My husband got involved, and we started selling our food in a parking lot at the Agape Spiritual Center. We built ourselves a 15-foot cart. We were able to use a griddle in the cart, we had ice chips so we could do smoothies, everything that we needed to do we could do with that one cart. We spent six years in that parking lot.

Later, we were walking down Market Street in Inglewood, and the doors to our building were open. We met the landlord, and he was like, “No, I am not interested in a restaurant. I think I am going to turn this into a Nike’s kid store.”  We traveled, and soon after that we went to Jamaica.  When we got back from Jamaica, the landlord was calling us, and he had changed his mind.

We opened the doors in 2008. When we first moved over there, people were like, “Are you sure you want to put a vegan restaurant here?” It was pretty much a food desert. It was almost like, “Are we crazy?” I kind of thought that we were. We don’t have any money, we have this big raggedy building, what are we doing? But I lived in the neighborhood, and it just didn’t seem right to me that every time if I wanted to eat out, dine out, I had to go across town to the west side. That’s what happened in our community forever… it’s the forgotten community.
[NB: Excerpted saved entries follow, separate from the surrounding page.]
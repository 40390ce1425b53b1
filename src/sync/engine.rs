//! `trySync`/`tryPush` (§4.7): the fetch → compute → case-analysis → push
//! state machine that drives one sync attempt.

use std::path::Path;

use gitddb_git::{GitRepo, RefName};

use crate::config::{ConflictResolutionStrategy, NoMergeBaseBehavior, SyncDirection};
use crate::error::Error;
use crate::stats::{SyncAction, SyncResult};
use crate::sync::merge::{three_way_merge, Conflict};

const DEFAULT_BRANCH: &str = "main";

/// One full attempt at `trySync`: fetch, classify, merge/push as needed.
/// Returns the resulting [`SyncResult`] plus any conflicts a three-way merge
/// had to resolve.
///
/// # Errors
/// Returns [`Error::NoMergeBaseFound`] when the histories share no common
/// ancestor, and propagates any [`GitRepo`]/retry failure from fetch, merge,
/// or push.
pub fn try_sync(
    git: &dyn GitRepo,
    working_dir: &Path,
    remote: &str,
    direction: SyncDirection,
    conflict_strategy: ConflictResolutionStrategy,
    no_merge_base_behavior: NoMergeBaseBehavior,
) -> Result<(SyncResult, Vec<Conflict>), Error> {
    let remote_oid = if matches!(direction, SyncDirection::Push) {
        git.rev_parse(&format!("refs/remotes/{remote}/{DEFAULT_BRANCH}"))
            .unwrap_or_else(|_| git.rev_parse("HEAD").expect("HEAD exists once a repository is open"))
    } else {
        git.fetch(remote, DEFAULT_BRANCH)?
    };

    let local = git.rev_parse("HEAD")?;

    if local == remote_oid {
        tracing::info!(target: "gitddb::sync", remote, "no-op: local and remote already match");
        return Ok((SyncResult { action: SyncAction::NoOp, head: local }, Vec::new()));
    }

    let base = git.merge_base(local, remote_oid)?;
    match no_merge_base_behavior {
        NoMergeBaseBehavior::Abort if base.is_none() => return Err(Error::NoMergeBaseFound),
        NoMergeBaseBehavior::Abort => {}
    }

    if base == Some(local) && matches!(direction, SyncDirection::Pull | SyncDirection::Both) {
        // Fast-forward: no local commits to lose, just advance HEAD.
        let head_ref = RefName::new("HEAD").expect("HEAD is a well-known ref name");
        git.write_ref(&head_ref, remote_oid, "gitddb: fast-forward")?;
        git.checkout_tree(remote_oid, working_dir)?;
        tracing::info!(target: "gitddb::sync", remote, "fast-forwarded onto remote");
        return Ok((SyncResult { action: SyncAction::FastForward, head: remote_oid }, Vec::new()));
    }

    if base == Some(remote_oid) {
        // Nothing to merge; push local commits out (unless push is disabled).
        if matches!(direction, SyncDirection::Pull) {
            return Ok((SyncResult { action: SyncAction::NoOp, head: local }, Vec::new()));
        }
        push_local(git, remote)?;
        tracing::info!(target: "gitddb::sync", remote, "pushed with no remote changes to merge");
        return Ok((SyncResult { action: SyncAction::PushOnly, head: local }, Vec::new()));
    }

    if matches!(direction, SyncDirection::Pull) {
        return Err(Error::NoMergeBaseFound);
    }

    let local_commit = git.read_commit(local)?;
    let remote_commit = git.read_commit(remote_oid)?;
    let base_tree = base.map(|oid| git.read_commit(oid).map(|c| c.tree_oid)).transpose()?;
    let outcome = three_way_merge(
        git,
        base_tree,
        local_commit.tree_oid,
        remote_commit.tree_oid,
        conflict_strategy,
    )?;

    let message = if outcome.conflicts.is_empty() {
        "merge".to_owned()
    } else {
        let policy = match conflict_strategy {
            ConflictResolutionStrategy::Ours => "ours",
            ConflictResolutionStrategy::Theirs => "theirs",
        };
        let conflicted_ids: Vec<&str> = outcome.conflicts.iter().map(|c| c.id.as_str()).collect();
        format!("[resolve conflicts] {policy}: {}", conflicted_ids.join(", "))
    };

    let head_ref = RefName::new("HEAD").expect("HEAD is a well-known ref name");
    let merge_commit = git.create_commit(outcome.tree, &[local, remote_oid], &message, Some(&head_ref))?;
    git.checkout_tree(merge_commit, working_dir)?;
    push_local(git, remote)?;
    tracing::info!(
        target: "gitddb::sync",
        remote,
        conflicts = outcome.conflicts.len(),
        "three-way merged and pushed",
    );

    Ok((
        SyncResult { action: SyncAction::ThreeWayMerge, head: merge_commit },
        outcome.conflicts,
    ))
}

/// `tryPush`: the push half of `trySync` alone, used for push-only sessions
/// and by the live loop's retry path.
///
/// # Errors
/// Returns [`Error::CannotPushBecauseUnfetchedCommitExists`] if the remote
/// has commits this repository has not fetched.
pub fn try_push(git: &dyn GitRepo, remote: &str) -> Result<SyncResult, Error> {
    let local = git.rev_parse("HEAD")?;
    push_local(git, remote)?;
    Ok(SyncResult { action: SyncAction::PushOnly, head: local })
}

fn push_local(git: &dyn GitRepo, remote: &str) -> Result<(), Error> {
    let local_ref = format!("refs/heads/{DEFAULT_BRANCH}");
    git.push_branch(remote, &local_ref, &local_ref, false).map_err(|e| match e {
        gitddb_git::GitError::PushFailed { .. } => {
            tracing::warn!(target: "gitddb::sync", remote, "push rejected, remote has unfetched commits");
            Error::CannotPushBecauseUnfetchedCommitExists { remote: remote.to_owned() }
        }
        other => Error::Git(other),
    })
}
So I thought I live in this community, I am vegan, and I am certain that there are thousands of more vegans that live in this community just like I do, and I don’t need to go and pay somebody an astronomical amount of rent to just go over to the west side when I have a building right here that I can fix up on my own and nurture it and fill my customers.

What have you learned about yourself, and life, over the years?

I have learned so much about who and what I am. Once I understood my connection with the intelligence that created all things, then I understood my place in it. I am one with all of this. I’m just about life.  That is why I don’t want to slaughter anyone to eat, because I don’t have to. I am not getting ready to destroy life to try to nourish myself. It doesn’t work out that way, because the very food that you slaughter to eat in turn clogs your arteries, and then you wind up with issues.

Tell us more about your emphasis on “loving your age” and self care?

Loving your age is massive. People think longevity is everything — but not quite. Because I think quality is really everything. If I get in the tub at 85 years old, I want to be able to get out of the tub. If I want to bend over and put a shoe on at 90, may I please just bend over and put my shoe on? The only requirement to be able to do that is to nourish yourself properly and move. That’s all we have to do.

Any final words of wisdom or advice for our readers? 

My thing for everybody is… My mother used to always say this: The darkest hours are just before dawn. We need to hang out in the moment more often. We actually ruin our moments being stressed out over something that happened last week, or something that may happen next month. So I just think that we need to embrace our moments and just be the best self you can possibly be. Just love you and it’s a little bit easier to love others. And I think that’s it.